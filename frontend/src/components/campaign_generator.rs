use yew::prelude::*;
use web_sys::HtmlInputElement;
use wasm_bindgen_futures::spawn_local;

use crate::relay::{generate_campaign_ideas, CampaignIdea, CampaignOutcome, GeminiClient};
use crate::theme::Theme;

#[derive(Properties, PartialEq)]
pub struct CampaignGeneratorProps {
    pub theme: Theme,
}

fn render_idea(idx: usize, idea: &CampaignIdea) -> Html {
    html! {
        <div key={idx} class="idea-card" style={format!("animation-delay: {}ms;", idx * 150)}>
            <h3>{ idea.title.clone() }</h3>
            <p>{ idea.description.clone() }</p>
            <span class="idea-channels-label">{"Suggested Channels"}</span>
            <div class="idea-channels">
                { for idea.channels.iter().map(|channel| html! { <span class="idea-channel">{ channel.clone() }</span> }) }
            </div>
        </div>
    }
}

#[function_component(CampaignGenerator)]
pub fn campaign_generator(props: &CampaignGeneratorProps) -> Html {
    let client = use_state(GeminiClient::from_config);
    let industry = use_state(String::new);
    let goal = use_state(String::new);
    let loading = use_state(|| false);
    let outcome = use_state(|| None::<CampaignOutcome>);

    let onsubmit = {
        let client = client.clone();
        let industry = industry.clone();
        let goal = goal.clone();
        let loading = loading.clone();
        let outcome = outcome.clone();
        Callback::from(move |e: SubmitEvent| {
            e.prevent_default();
            if industry.trim().is_empty() || goal.trim().is_empty() || *loading {
                return;
            }
            loading.set(true);
            outcome.set(None);

            let client = (*client).clone();
            let industry = (*industry).clone();
            let goal = (*goal).clone();
            let loading = loading.clone();
            let outcome = outcome.clone();
            spawn_local(async move {
                let result = generate_campaign_ideas(&client, &industry, &goal).await;
                outcome.set(Some(result));
                loading.set(false);
            });
        })
    };

    let on_industry = {
        let industry = industry.clone();
        Callback::from(move |e: InputEvent| {
            let input: HtmlInputElement = e.target_unchecked_into();
            industry.set(input.value());
        })
    };

    let on_goal = {
        let goal = goal.clone();
        Callback::from(move |e: InputEvent| {
            let input: HtmlInputElement = e.target_unchecked_into();
            goal.set(input.value());
        })
    };

    let disabled = *loading || industry.trim().is_empty() || goal.trim().is_empty();

    html! {
        <div class={classes!("campaign-generator", props.theme.class_name())}>
            <style>
            {r#"
            .campaign-generator { border-radius: 1.5rem; padding: 3rem; transition: all 0.5s; }
            .campaign-generator.theme-dark { background: rgba(255,255,255,0.05); border: 1px solid rgba(255,255,255,0.1); }
            .campaign-generator.theme-light { background: #fafaf9; border: 1px solid #e7e5e4; }
            .generator-header { text-align: center; margin-bottom: 2.5rem; }
            .generator-header h2 { font-size: 2.25rem; margin-bottom: 1rem; }
            .generator-header p { max-width: 36rem; margin: 0 auto; opacity: 0.7; }
            .generator-form { display: flex; flex-wrap: wrap; gap: 1rem; max-width: 42rem; margin: 0 auto 3rem; }
            .generator-form input { flex: 1; min-width: 12rem; padding: 1rem; border-radius: 0.75rem; border: 1px solid rgba(127,127,127,0.4); background: transparent; color: inherit; }
            .generator-form button { min-width: 10rem; padding: 1rem 2rem; border-radius: 0.75rem; border: none; font-weight: bold; cursor: pointer; }
            .generator-form button:disabled { opacity: 0.5; cursor: not-allowed; }
            .theme-dark .generator-form button { background: #a3e635; color: #0f172a; }
            .theme-light .generator-form button { background: #1c1917; color: #fff; }
            .idea-grid { display: grid; grid-template-columns: repeat(auto-fit, minmax(16rem, 1fr)); gap: 1.5rem; }
            .idea-card { padding: 1.5rem; border-radius: 1rem; border: 1px solid rgba(127,127,127,0.25); animation: fadeIn 0.6s ease both; }
            .theme-dark .idea-card h3 { color: #a3e635; }
            .idea-card p { font-size: 0.875rem; line-height: 1.6; opacity: 0.8; }
            .idea-channels-label { display: block; font-size: 0.75rem; font-weight: bold; text-transform: uppercase; letter-spacing: 0.05em; opacity: 0.6; margin-bottom: 0.5rem; }
            .idea-channels { display: flex; flex-wrap: wrap; gap: 0.5rem; }
            .idea-channel { font-size: 0.75rem; padding: 0.25rem 0.5rem; border-radius: 0.375rem; background: rgba(127,127,127,0.15); }
            .generator-notice { text-align: center; opacity: 0.8; }
            @keyframes fadeIn { from { opacity: 0; transform: translateY(8px); } to { opacity: 1; transform: none; } }
            "#}
            </style>
            <div class="generator-header">
                <div class="generator-icon">{"✨"}</div>
                <h2>{"AI Strategy Generator"}</h2>
                <p>
                    {"Experience the power of Momentum Media's AI. Enter your details below to get 3 instant, high-impact campaign concepts tailored to your business."}
                </p>
            </div>

            <form class="generator-form" {onsubmit}>
                <input
                    type="text"
                    placeholder="Industry (e.g., Real Estate, Fashion)"
                    value={(*industry).clone()}
                    oninput={on_industry}
                />
                <input
                    type="text"
                    placeholder="Goal (e.g., Lead Gen, Brand Awareness)"
                    value={(*goal).clone()}
                    oninput={on_goal}
                />
                <button type="submit" {disabled}>
                    { if *loading { "Generating..." } else { "Generate" } }
                </button>
            </form>

            {
                match (*outcome).as_ref() {
                    Some(result) if result.failure().is_some() => html! {
                        <p class="generator-notice">{"We couldn't reach our strategy engine right now. Please try again in a moment."}</p>
                    },
                    Some(result) if result.ideas().is_empty() => html! {
                        <p class="generator-notice">{"No ideas came back this time. Try a different industry or goal."}</p>
                    },
                    Some(result) => html! {
                        <div class="idea-grid">
                            { for result.ideas().iter().enumerate().map(|(idx, idea)| render_idea(idx, idea)) }
                        </div>
                    },
                    None => html! {},
                }
            }
        </div>
    }
}
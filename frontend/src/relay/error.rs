use thiserror::Error;

#[derive(Debug, Error, Clone, PartialEq)]
pub enum RelayError {
    #[error("GEMINI_API_KEY was not set when this bundle was built")]
    MissingApiKey,
    #[error("invalid input: {0}")]
    InvalidInput(String),
    #[error("request failed: {0}")]
    Request(String),
    #[error("Gemini API returned {status}: {body}")]
    Status { status: u16, body: String },
    #[error("malformed response: {0}")]
    Malformed(String),
    #[error("response did not match the campaign schema: {0}")]
    NonConforming(String),
    #[error("response contained no text")]
    EmptyResponse,
    #[error("stream interrupted: {0}")]
    Stream(String),
    #[error("request was cancelled")]
    Cancelled,
}

impl From<serde_json::Error> for RelayError {
    fn from(err: serde_json::Error) -> Self {
        RelayError::Malformed(err.to_string())
    }
}

impl From<gloo_net::Error> for RelayError {
    fn from(err: gloo_net::Error) -> Self {
        RelayError::Request(err.to_string())
    }
}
:::::
--- PROBLEM DETAILS ---
In the entries above, find the line with "#[derive(Debug, Error, Clone, PartialEq)]" and the line with "impl From<serde_json::Error> for", then set down exactly those two and every line between them, nothing else.

--- TASK ANSWER ---
#[derive(Debug, Error, Clone, PartialEq)]
pub enum RelayError {
    #[error("GEMINI_API_KEY was not set when this bundle was built")]
    MissingApiKey,
    #[error("invalid input: {0}")]
    InvalidInput(String),
    #[error("request failed: {0}")]
    Request(String),
    #[error("Gemini API returned {status}: {body}")]
    Status { status: u16, body: String },
    #[error("malformed response: {0}")]
    Malformed(String),
    #[error("response did not match the campaign schema: {0}")]
    NonConforming(String),
    #[error("response contained no text")]
    EmptyResponse,
    #[error("stream interrupted: {0}")]
    Stream(String),
    #[error("request was cancelled")]
    Cancelled,
}

impl From<serde_json::Error> for RelayError {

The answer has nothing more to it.